• [Work to be completed]: If a line below contains the string "SourceUnavailable", copy it out.

• [Records supplied]:
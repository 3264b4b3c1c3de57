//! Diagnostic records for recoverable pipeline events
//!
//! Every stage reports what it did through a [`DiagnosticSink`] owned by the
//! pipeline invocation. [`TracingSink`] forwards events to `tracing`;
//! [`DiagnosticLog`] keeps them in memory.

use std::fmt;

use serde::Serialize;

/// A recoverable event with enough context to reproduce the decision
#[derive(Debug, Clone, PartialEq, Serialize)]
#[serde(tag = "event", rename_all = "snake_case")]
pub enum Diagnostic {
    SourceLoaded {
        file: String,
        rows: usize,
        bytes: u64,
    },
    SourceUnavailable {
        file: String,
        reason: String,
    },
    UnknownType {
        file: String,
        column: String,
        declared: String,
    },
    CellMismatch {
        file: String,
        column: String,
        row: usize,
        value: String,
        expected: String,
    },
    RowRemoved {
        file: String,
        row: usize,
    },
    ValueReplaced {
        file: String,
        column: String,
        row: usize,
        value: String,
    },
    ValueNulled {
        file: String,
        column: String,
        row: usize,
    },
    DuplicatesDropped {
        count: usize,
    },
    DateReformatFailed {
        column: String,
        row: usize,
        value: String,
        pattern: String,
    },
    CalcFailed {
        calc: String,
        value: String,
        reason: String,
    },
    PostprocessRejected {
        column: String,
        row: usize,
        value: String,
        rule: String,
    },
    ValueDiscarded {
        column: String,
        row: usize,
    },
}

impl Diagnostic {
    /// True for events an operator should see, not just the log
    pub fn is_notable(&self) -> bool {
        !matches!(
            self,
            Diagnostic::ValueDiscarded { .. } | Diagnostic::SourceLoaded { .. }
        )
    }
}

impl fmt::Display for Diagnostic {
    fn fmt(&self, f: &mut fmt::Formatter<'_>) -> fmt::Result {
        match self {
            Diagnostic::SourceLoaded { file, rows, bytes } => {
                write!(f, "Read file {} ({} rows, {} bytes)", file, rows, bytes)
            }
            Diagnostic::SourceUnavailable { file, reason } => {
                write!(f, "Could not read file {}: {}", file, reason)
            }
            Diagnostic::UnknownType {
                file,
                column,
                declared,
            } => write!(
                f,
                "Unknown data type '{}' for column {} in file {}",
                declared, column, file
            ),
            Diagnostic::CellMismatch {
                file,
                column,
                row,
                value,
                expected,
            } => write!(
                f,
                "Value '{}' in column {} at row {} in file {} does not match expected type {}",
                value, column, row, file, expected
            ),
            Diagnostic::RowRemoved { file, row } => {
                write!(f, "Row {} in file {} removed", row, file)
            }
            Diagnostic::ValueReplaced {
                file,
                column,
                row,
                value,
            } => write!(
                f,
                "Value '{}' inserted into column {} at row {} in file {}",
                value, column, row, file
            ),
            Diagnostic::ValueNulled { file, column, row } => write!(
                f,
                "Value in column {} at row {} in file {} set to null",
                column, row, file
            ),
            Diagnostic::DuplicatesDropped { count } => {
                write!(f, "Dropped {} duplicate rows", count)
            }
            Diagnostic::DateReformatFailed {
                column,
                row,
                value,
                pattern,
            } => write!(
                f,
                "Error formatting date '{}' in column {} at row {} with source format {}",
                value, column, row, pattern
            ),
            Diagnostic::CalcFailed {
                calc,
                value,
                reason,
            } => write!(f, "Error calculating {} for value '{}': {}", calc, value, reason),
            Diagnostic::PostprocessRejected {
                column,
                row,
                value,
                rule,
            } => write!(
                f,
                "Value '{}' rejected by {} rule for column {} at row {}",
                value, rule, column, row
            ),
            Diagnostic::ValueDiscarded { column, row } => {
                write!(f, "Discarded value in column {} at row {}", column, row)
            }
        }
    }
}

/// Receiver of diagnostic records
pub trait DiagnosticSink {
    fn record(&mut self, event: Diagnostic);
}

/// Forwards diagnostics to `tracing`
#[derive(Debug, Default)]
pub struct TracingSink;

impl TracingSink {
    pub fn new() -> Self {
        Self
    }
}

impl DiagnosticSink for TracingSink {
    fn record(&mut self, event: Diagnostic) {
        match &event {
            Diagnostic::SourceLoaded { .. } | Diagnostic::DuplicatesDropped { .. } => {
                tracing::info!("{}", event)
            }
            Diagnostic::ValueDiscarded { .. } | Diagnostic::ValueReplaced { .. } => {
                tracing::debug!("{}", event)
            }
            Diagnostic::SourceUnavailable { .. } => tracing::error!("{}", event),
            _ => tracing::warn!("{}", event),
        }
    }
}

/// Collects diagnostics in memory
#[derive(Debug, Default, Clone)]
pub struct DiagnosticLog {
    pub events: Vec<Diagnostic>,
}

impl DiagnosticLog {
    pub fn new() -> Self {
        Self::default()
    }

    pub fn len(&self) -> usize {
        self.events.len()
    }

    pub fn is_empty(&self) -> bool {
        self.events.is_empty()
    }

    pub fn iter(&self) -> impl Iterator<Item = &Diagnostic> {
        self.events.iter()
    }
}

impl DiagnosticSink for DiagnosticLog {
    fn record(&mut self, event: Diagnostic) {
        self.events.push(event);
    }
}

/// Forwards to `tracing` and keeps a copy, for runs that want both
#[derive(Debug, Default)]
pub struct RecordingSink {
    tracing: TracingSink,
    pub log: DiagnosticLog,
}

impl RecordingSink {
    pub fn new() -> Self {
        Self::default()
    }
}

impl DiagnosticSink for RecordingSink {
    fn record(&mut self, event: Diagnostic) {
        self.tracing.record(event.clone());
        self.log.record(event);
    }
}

==

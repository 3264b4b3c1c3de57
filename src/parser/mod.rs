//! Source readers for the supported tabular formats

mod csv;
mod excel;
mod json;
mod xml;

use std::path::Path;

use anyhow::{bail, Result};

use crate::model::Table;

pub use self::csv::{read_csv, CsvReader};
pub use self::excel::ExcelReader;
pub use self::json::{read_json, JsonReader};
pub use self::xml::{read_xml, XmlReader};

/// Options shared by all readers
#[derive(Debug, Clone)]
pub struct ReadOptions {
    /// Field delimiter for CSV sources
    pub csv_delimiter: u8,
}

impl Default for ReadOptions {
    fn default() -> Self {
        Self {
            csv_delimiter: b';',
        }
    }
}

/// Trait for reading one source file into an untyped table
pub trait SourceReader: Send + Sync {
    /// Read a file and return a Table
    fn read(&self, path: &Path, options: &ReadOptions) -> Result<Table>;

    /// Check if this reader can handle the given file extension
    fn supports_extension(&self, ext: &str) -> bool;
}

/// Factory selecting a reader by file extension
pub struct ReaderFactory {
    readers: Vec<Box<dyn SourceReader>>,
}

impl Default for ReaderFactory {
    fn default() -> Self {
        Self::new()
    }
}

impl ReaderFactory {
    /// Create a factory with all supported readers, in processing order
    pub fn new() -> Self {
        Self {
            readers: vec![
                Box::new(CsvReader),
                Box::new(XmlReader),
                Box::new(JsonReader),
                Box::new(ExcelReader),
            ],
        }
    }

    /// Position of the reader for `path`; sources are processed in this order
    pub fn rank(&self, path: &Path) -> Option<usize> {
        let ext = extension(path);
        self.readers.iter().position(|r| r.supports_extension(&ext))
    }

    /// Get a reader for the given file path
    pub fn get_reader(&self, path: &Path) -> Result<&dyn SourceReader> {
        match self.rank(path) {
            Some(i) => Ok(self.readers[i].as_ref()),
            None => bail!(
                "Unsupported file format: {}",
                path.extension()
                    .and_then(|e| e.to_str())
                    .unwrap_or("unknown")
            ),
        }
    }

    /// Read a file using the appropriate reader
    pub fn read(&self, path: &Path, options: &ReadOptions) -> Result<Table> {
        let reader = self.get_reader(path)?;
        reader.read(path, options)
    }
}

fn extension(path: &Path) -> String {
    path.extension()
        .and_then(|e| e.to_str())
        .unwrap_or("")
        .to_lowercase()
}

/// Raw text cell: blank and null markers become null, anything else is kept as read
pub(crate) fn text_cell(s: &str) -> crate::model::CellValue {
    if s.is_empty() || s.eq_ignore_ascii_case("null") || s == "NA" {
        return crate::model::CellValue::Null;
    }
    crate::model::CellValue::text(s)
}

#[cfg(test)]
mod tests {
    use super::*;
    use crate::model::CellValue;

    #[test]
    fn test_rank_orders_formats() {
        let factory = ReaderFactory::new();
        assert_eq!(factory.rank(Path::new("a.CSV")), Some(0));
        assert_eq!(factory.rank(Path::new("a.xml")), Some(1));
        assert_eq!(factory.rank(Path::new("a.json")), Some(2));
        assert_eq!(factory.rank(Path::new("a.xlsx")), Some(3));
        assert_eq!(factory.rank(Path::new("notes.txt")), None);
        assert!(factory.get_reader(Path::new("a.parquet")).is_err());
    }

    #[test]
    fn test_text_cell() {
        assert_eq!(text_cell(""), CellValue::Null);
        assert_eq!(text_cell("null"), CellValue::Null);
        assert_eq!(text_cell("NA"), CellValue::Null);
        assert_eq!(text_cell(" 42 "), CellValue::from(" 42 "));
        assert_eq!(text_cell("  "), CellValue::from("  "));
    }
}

• [Task solution]:
    SourceUnavailable {
            Diagnostic::SourceUnavailable { file, reason } => {
            Diagnostic::SourceUnavailable { .. } => tracing::error!("{}", event),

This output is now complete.